Moving to a different area, what did you learn about emerging surgical practices in melanoma at ASCO, and what will it mean for the surgical standard of care?
On the surgical side, there was a lot discussed at ASCO about how much tissue should be removed during surgery.
One study looked at whether a surgical margin of 1 or 3 centimeters was most appropriate for removing the original melanoma. It was not clear, statistically, if removing more was better than less. The current standard of care for large melanoma is to remove 2 centimeters and, based on the findings presented at ASCO, this seems to still be appropriate.
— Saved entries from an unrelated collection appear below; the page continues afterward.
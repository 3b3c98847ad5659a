//! Replacing every entity of some sources with the entities of another storage.

use std::collections::{HashMap, HashSet};
use std::sync::Arc;

use crate::builder::MutableEntityStorage;
use crate::edit::{check_symbolic_free, entity_type, validate_fields, Edit};
use crate::entity::{Entity, EntityData};
use crate::error::{Result, StorageError};
use crate::id::EntityId;
use crate::schema::{EntitySchema, RefOwnership};
use crate::source::EntitySource;
use crate::storage::{EntityStorageRead, StorageData};
use crate::value::{FieldValue, Fields};

/// Counts reported by [`MutableEntityStorage::replace_by_source`].
#[derive(Clone, Copy, Debug, Default, PartialEq, Eq)]
pub struct ReplaceSummary {
    pub added: usize,
    pub modified: usize,
    pub unchanged: usize,
    pub removed: usize,
    /// Incoming entities dropped because a required reference could not be resolved.
    pub skipped: usize,
}

impl MutableEntityStorage {
    /// Makes the entities whose source satisfies `filter` equal to those of
    /// `replace_with` that satisfy it.
    ///
    /// Incoming entities are paired with existing ones by symbolic id, or,
    /// for types without one, by equal type, source and fields. Paired
    /// entities keep their id and are modified in place; unpaired incoming
    /// entities are added and unpaired existing ones are removed. References
    /// from incoming entities to entities outside the filter are resolved by
    /// symbolic id; unresolved optional references are cleared and entities
    /// with unresolved required references are skipped. Mapping entries of
    /// incoming entities are copied.
    pub fn replace_by_source(
        &mut self,
        filter: impl Fn(&EntitySource) -> bool,
        replace_with: &impl EntityStorageRead,
    ) -> Result<ReplaceSummary> {
        self.ensure_open("replace_by_source")?;
        let incoming_data = replace_with.storage_data();
        let schema = Arc::clone(&self.state.schema);
        if !Arc::ptr_eq(&schema, &incoming_data.schema) && schema != incoming_data.schema {
            return Err(StorageError::SchemaMismatch);
        }

        let local: Vec<Entity> = self.entities_by_source(&filter);
        let incoming: Vec<Entity> = replace_with.entities_by_source(&filter);
        let mut summary = ReplaceSummary::default();

        let mut state = self.state.clone();
        let mut log = self.changelog.clone();
        let mut edit = Edit::new(&mut state, &mut log);

        // Incoming id to the id the entity ends up with here.
        let mut targets: HashMap<EntityId, EntityId> = HashMap::new();
        let mut paired: HashSet<EntityId> = HashSet::new();
        for entity in &incoming {
            let Some(symbolic_id) = entity.symbolic_id() else {
                continue;
            };
            if let Some(existing) = edit.data.indexes.symbolic(symbolic_id) {
                targets.insert(entity.id(), existing);
                paired.insert(existing);
            }
        }

        let skipped = unresolvable(&schema, &incoming, &targets, incoming_data, edit.data);
        summary.skipped = skipped.len();

        let incoming_ids: HashSet<EntityId> = incoming.iter().map(Entity::id).collect();
        let mut fresh = Vec::new();
        for entity in &incoming {
            if skipped.contains(&entity.id()) || targets.contains_key(&entity.id()) {
                continue;
            }
            let resolved =
                resolve_fields(&schema, entity, &targets, &skipped, incoming_data, edit.data);
            let candidate = local.iter().find(|existing| {
                !paired.contains(&existing.id())
                    && existing.symbolic_id().is_none()
                    && existing.type_id() == entity.type_id()
                    && existing.source() == entity.source()
                    && resolved.as_ref() == Some(existing.fields())
            });
            match candidate {
                Some(existing) => {
                    targets.insert(entity.id(), existing.id());
                    paired.insert(existing.id());
                }
                None => {
                    let id = edit.allocate_id()?;
                    targets.insert(entity.id(), id);
                    fresh.push(id);
                }
            }
        }

        // Fresh entities are inserted first so that paired ones can point at them.
        let mut touched = Vec::new();
        let fresh: HashSet<EntityId> = fresh.into_iter().collect();
        for entity in &incoming {
            let Some(target) = targets.get(&entity.id()).copied() else {
                continue;
            };
            if !fresh.contains(&target) {
                continue;
            }
            let Some(fields) =
                resolve_fields(&schema, entity, &targets, &skipped, incoming_data, edit.data)
            else {
                summary.skipped += 1;
                continue;
            };
            if let Some(symbolic_id) = entity.symbolic_id() {
                check_symbolic_free(edit.data, symbolic_id, None)?;
            }
            edit.insert_unchecked(Entity::new(EntityData {
                id: target,
                type_id: entity.type_id(),
                source: entity.source().clone(),
                fields,
                symbolic_id: entity.symbolic_id().cloned(),
                revision: 0,
            }));
            touched.push(target);
            summary.added += 1;
        }
        for entity in &incoming {
            let Some(target) = targets.get(&entity.id()).copied() else {
                continue;
            };
            if fresh.contains(&target) {
                continue;
            }
            let Some(fields) =
                resolve_fields(&schema, entity, &targets, &skipped, incoming_data, edit.data)
            else {
                continue;
            };
            let Some(existing) = edit.get(target).cloned() else {
                continue;
            };
            if existing.fields() == &fields && existing.source() == entity.source() {
                summary.unchanged += 1;
                continue;
            }
            if let Some(symbolic_id) = entity.symbolic_id() {
                check_symbolic_free(edit.data, symbolic_id, Some(target))?;
            }
            edit.replace_unchecked(target, fields, entity.source().clone());
            touched.push(target);
            summary.modified += 1;
        }

        for existing in &local {
            if paired.contains(&existing.id()) || edit.get(existing.id()).is_none() {
                continue;
            }
            summary.removed += edit.remove_cascading(existing.id())?.len();
        }

        for id in touched {
            let Some(entity) = edit.get(id) else {
                continue;
            };
            let ty = entity_type(&schema, entity.type_id())?;
            validate_fields(edit.data, ty, entity.fields())?;
        }

        // Mappings of the incoming storage replace those of every entity it wrote.
        let written: Vec<(EntityId, EntityId)> = incoming
            .iter()
            .filter_map(|entity| {
                let target = targets.get(&entity.id()).copied()?;
                edit.data.entities.contains(target).then_some((entity.id(), target))
            })
            .collect();
        let names: Vec<&'static str> = edit.data.mappings.names().collect();
        for name in names {
            let incoming_table = incoming_data.mappings.get_erased(name);
            let stale: Vec<EntityId> = written
                .iter()
                .filter(|(id, _)| !incoming_table.is_some_and(|table| table.contains_entity(*id)))
                .map(|(_, target)| *target)
                .collect();
            edit.data.mappings.remove_entries(name, &stale);
        }

        for (name, table) in incoming_data.mappings.iter() {
            let StorageData {
                entities, mappings, ..
            } = &mut *edit.data;
            let translate = |id: EntityId| {
                if !incoming_ids.contains(&id) {
                    return None;
                }
                targets.get(&id).copied().filter(|id| entities.contains(*id))
            };
            if let Some(target) = mappings.get_or_insert_like(name, table) {
                if !target.merge_diff(None, table, &translate) {
                    return Err(StorageError::MappingTypeMismatch {
                        name: name.to_owned(),
                    });
                }
            }
        }

        drop(edit);
        self.state = state;
        self.changelog = log;
        self.modification_count += 1;
        tracing::debug!(
            target: "strata.storage",
            added = summary.added,
            modified = summary.modified,
            unchanged = summary.unchanged,
            removed = summary.removed,
            skipped = summary.skipped,
            "replaced entities by source"
        );
        Ok(summary)
    }
}

/// Where a reference held by an incoming entity points in the target storage.
fn resolve_ref(
    target: EntityId,
    targets: &HashMap<EntityId, EntityId>,
    skipped: &HashSet<EntityId>,
    incoming: &StorageData,
    local: &StorageData,
) -> Option<EntityId> {
    if skipped.contains(&target) {
        return None;
    }
    if let Some(mapped) = targets.get(&target) {
        return Some(*mapped);
    }
    let referenced = incoming.entities.get(target)?;
    match referenced.symbolic_id() {
        Some(symbolic_id) => local.indexes.symbolic(symbolic_id),
        None => local
            .entities
            .get(target)
            .filter(|existing| existing.has_equal_data(referenced))
            .map(Entity::id),
    }
}

/// Fields of an incoming entity with references translated, or `None` when
/// a required reference cannot be resolved.
fn resolve_fields(
    schema: &EntitySchema,
    entity: &Entity,
    targets: &HashMap<EntityId, EntityId>,
    skipped: &HashSet<EntityId>,
    incoming: &StorageData,
    local: &StorageData,
) -> Option<Fields> {
    let ty = schema.entity_type(entity.type_id())?;
    let mut fields = entity.fields().clone();
    for (name, value) in fields.values_mut() {
        match value {
            FieldValue::Ref(id) => {
                match resolve_ref(*id, targets, skipped, incoming, local) {
                    Some(resolved) => *id = resolved,
                    None => {
                        let def = ty.field(name)?;
                        if def.is_required() || def.ownership() == RefOwnership::Owned {
                            return None;
                        }
                        *value = FieldValue::Null;
                    }
                }
            }
            FieldValue::Refs(ids) => {
                *ids = ids
                    .iter()
                    .filter_map(|id| resolve_ref(*id, targets, skipped, incoming, local))
                    .collect();
            }
            _ => {}
        }
    }
    Some(fields)
}

/// Incoming entities that cannot be placed because a required reference
/// leads nowhere, directly or through another skipped entity.
fn unresolvable(
    schema: &EntitySchema,
    incoming: &[Entity],
    targets: &HashMap<EntityId, EntityId>,
    incoming_data: &StorageData,
    local: &StorageData,
) -> HashSet<EntityId> {
    let members: HashSet<EntityId> = incoming.iter().map(Entity::id).collect();
    let mut skipped = HashSet::new();
    loop {
        let before = skipped.len();
        for entity in incoming {
            if skipped.contains(&entity.id()) {
                continue;
            }
            let Some(ty) = schema.entity_type(entity.type_id()) else {
                skipped.insert(entity.id());
                continue;
            };
            let broken = ty.fields().iter().any(|def| {
                let detachable = !def.is_required() && def.ownership() == RefOwnership::Optional;
                let Some(target) = entity.get_ref(def.name()) else {
                    return false;
                };
                if detachable || (members.contains(&target) && !skipped.contains(&target)) {
                    return false;
                }
                resolve_ref(target, targets, &skipped, incoming_data, local).is_none()
            });
            if broken {
                tracing::warn!(
                    target: "strata.storage",
                    id = %entity.id(),
                    "skipping incoming entity with an unresolvable required reference"
                );
                skipped.insert(entity.id());
            }
        }
        if skipped.len() == before {
            return skipped;
        }
    }
}
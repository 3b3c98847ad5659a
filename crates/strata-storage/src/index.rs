//! Secondary indexes over the entity table.
//!
//! Every index is reference counted at the granularity of one bucket, so a
//! builder derived from a snapshot shares all buckets it never writes to.

use std::collections::HashMap;
use std::hash::Hash;
use std::sync::Arc;

use indexmap::IndexSet;

use crate::entity::Entity;
use crate::id::{EntityId, EntityTypeId, SymbolicEntityId};
use crate::source::EntitySource;

/// Key to set-of-entities index with copy-on-write buckets.
#[derive(Clone, Debug)]
pub(crate) struct MultiIndex<K> {
    buckets: Arc<HashMap<K, Arc<IndexSet<EntityId>>>>,
}

impl<K> Default for MultiIndex<K> {
    fn default() -> Self {
        Self {
            buckets: Arc::new(HashMap::new()),
        }
    }
}

impl<K: Clone + Eq + Hash> MultiIndex<K> {
    pub(crate) fn insert(&mut self, key: K, id: EntityId) {
        let bucket = Arc::make_mut(&mut self.buckets).entry(key).or_default();
        Arc::make_mut(bucket).insert(id);
    }

    pub(crate) fn remove(&mut self, key: &K, id: EntityId) {
        if !self.contains(key, id) {
            return;
        }
        let buckets = Arc::make_mut(&mut self.buckets);
        let now_empty = match buckets.get_mut(key) {
            Some(bucket) => {
                Arc::make_mut(bucket).shift_remove(&id);
                bucket.is_empty()
            }
            None => false,
        };
        if now_empty {
            buckets.remove(key);
        }
    }

    pub(crate) fn contains(&self, key: &K, id: EntityId) -> bool {
        self.buckets
            .get(key)
            .is_some_and(|bucket| bucket.contains(&id))
    }

    pub(crate) fn get(&self, key: &K) -> impl Iterator<Item = EntityId> + '_ {
        self.buckets
            .get(key)
            .into_iter()
            .flat_map(|bucket| bucket.iter().copied())
    }

    pub(crate) fn iter(&self) -> impl Iterator<Item = (&K, EntityId)> + '_ {
        self.buckets
            .iter()
            .flat_map(|(key, bucket)| bucket.iter().map(move |id| (key, *id)))
    }

    pub(crate) fn keys(&self) -> impl Iterator<Item = &K> + '_ {
        self.buckets.keys()
    }
}

#[derive(Clone, Debug)]
pub(crate) struct Indexes {
    /// Per type, entity ids in insertion order.
    by_type: Vec<Arc<IndexSet<EntityId>>>,
    pub(crate) by_source: MultiIndex<EntitySource>,
    /// Hard reference target to referrers.
    pub(crate) referrers: MultiIndex<EntityId>,
    /// Symbolic reference target to referrers.
    pub(crate) soft_links: MultiIndex<SymbolicEntityId>,
    symbolic: Arc<HashMap<SymbolicEntityId, EntityId>>,
}

impl Indexes {
    pub(crate) fn new(type_count: usize) -> Self {
        Self {
            by_type: vec![Arc::new(IndexSet::new()); type_count],
            by_source: MultiIndex::default(),
            referrers: MultiIndex::default(),
            soft_links: MultiIndex::default(),
            symbolic: Arc::new(HashMap::new()),
        }
    }

    pub(crate) fn of_type(&self, type_id: EntityTypeId) -> Option<&IndexSet<EntityId>> {
        self.by_type.get(type_id.index()).map(|ids| ids.as_ref())
    }

    pub(crate) fn symbolic(&self, id: &SymbolicEntityId) -> Option<EntityId> {
        self.symbolic.get(id).copied()
    }

    pub(crate) fn symbolic_entries(&self) -> impl Iterator<Item = (&SymbolicEntityId, EntityId)> + '_ {
        self.symbolic.iter().map(|(symbolic_id, id)| (symbolic_id, *id))
    }

    /// Adds a new entity at the end of its type's iteration order.
    pub(crate) fn add(&mut self, entity: &Entity) {
        if let Some(ids) = self.by_type.get_mut(entity.type_id().index()) {
            Arc::make_mut(ids).insert(entity.id());
        }
        self.link(entity);
    }

    pub(crate) fn remove(&mut self, entity: &Entity) {
        if let Some(ids) = self.by_type.get_mut(entity.type_id().index()) {
            if ids.contains(&entity.id()) {
                Arc::make_mut(ids).shift_remove(&entity.id());
            }
        }
        self.unlink(entity);
    }

    /// Re-indexes a new version of an entity, keeping its iteration position.
    pub(crate) fn replace(&mut self, old: &Entity, new: &Entity) {
        self.unlink(old);
        self.link(new);
    }

    fn link(&mut self, entity: &Entity) {
        let id = entity.id();
        self.by_source.insert(entity.source().clone(), id);
        for target in entity.fields().referenced_ids() {
            self.referrers.insert(target, id);
        }
        for target in entity.fields().symbolic_refs() {
            self.soft_links.insert(target.clone(), id);
        }
        if let Some(symbolic_id) = entity.symbolic_id() {
            Arc::make_mut(&mut self.symbolic).insert(symbolic_id.clone(), id);
        }
    }

    fn unlink(&mut self, entity: &Entity) {
        let id = entity.id();
        self.by_source.remove(entity.source(), id);
        for target in entity.fields().referenced_ids() {
            self.referrers.remove(&target, id);
        }
        for target in entity.fields().symbolic_refs() {
            self.soft_links.remove(target, id);
        }
        if let Some(symbolic_id) = entity.symbolic_id() {
            if self.symbolic.get(symbolic_id) == Some(&id) {
                Arc::make_mut(&mut self.symbolic).remove(symbolic_id);
            }
        }
    }

    /// Per-type id sets, in type order.
    pub(crate) fn types(&self) -> impl Iterator<Item = (EntityTypeId, &IndexSet<EntityId>)> + '_ {
        self.by_type
            .iter()
            .enumerate()
            .map(|(index, ids)| (EntityTypeId::from_raw(index as u16), ids.as_ref()))
    }
}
Another abstract presented at ASCO looked at lymph node removal and whether we should do a complete lymph node dissection if there is a positive sentinel. That data did not clearly suggest that we should be doing that in all patients. It improves local relapse, but does not improve long-term survival. In the era of modern therapeutics that can fight melanoma, perhaps local recurrence is not as important as it used to be and we need to focus more on long-term survival. We may be removing lymph nodes more often than necessary.
This is an area of interest that requires more research. I don’t think our surgical management techniques will change based on this at the moment, but we may be heading toward a future where we do less surgery and remove fewer lymph nodes.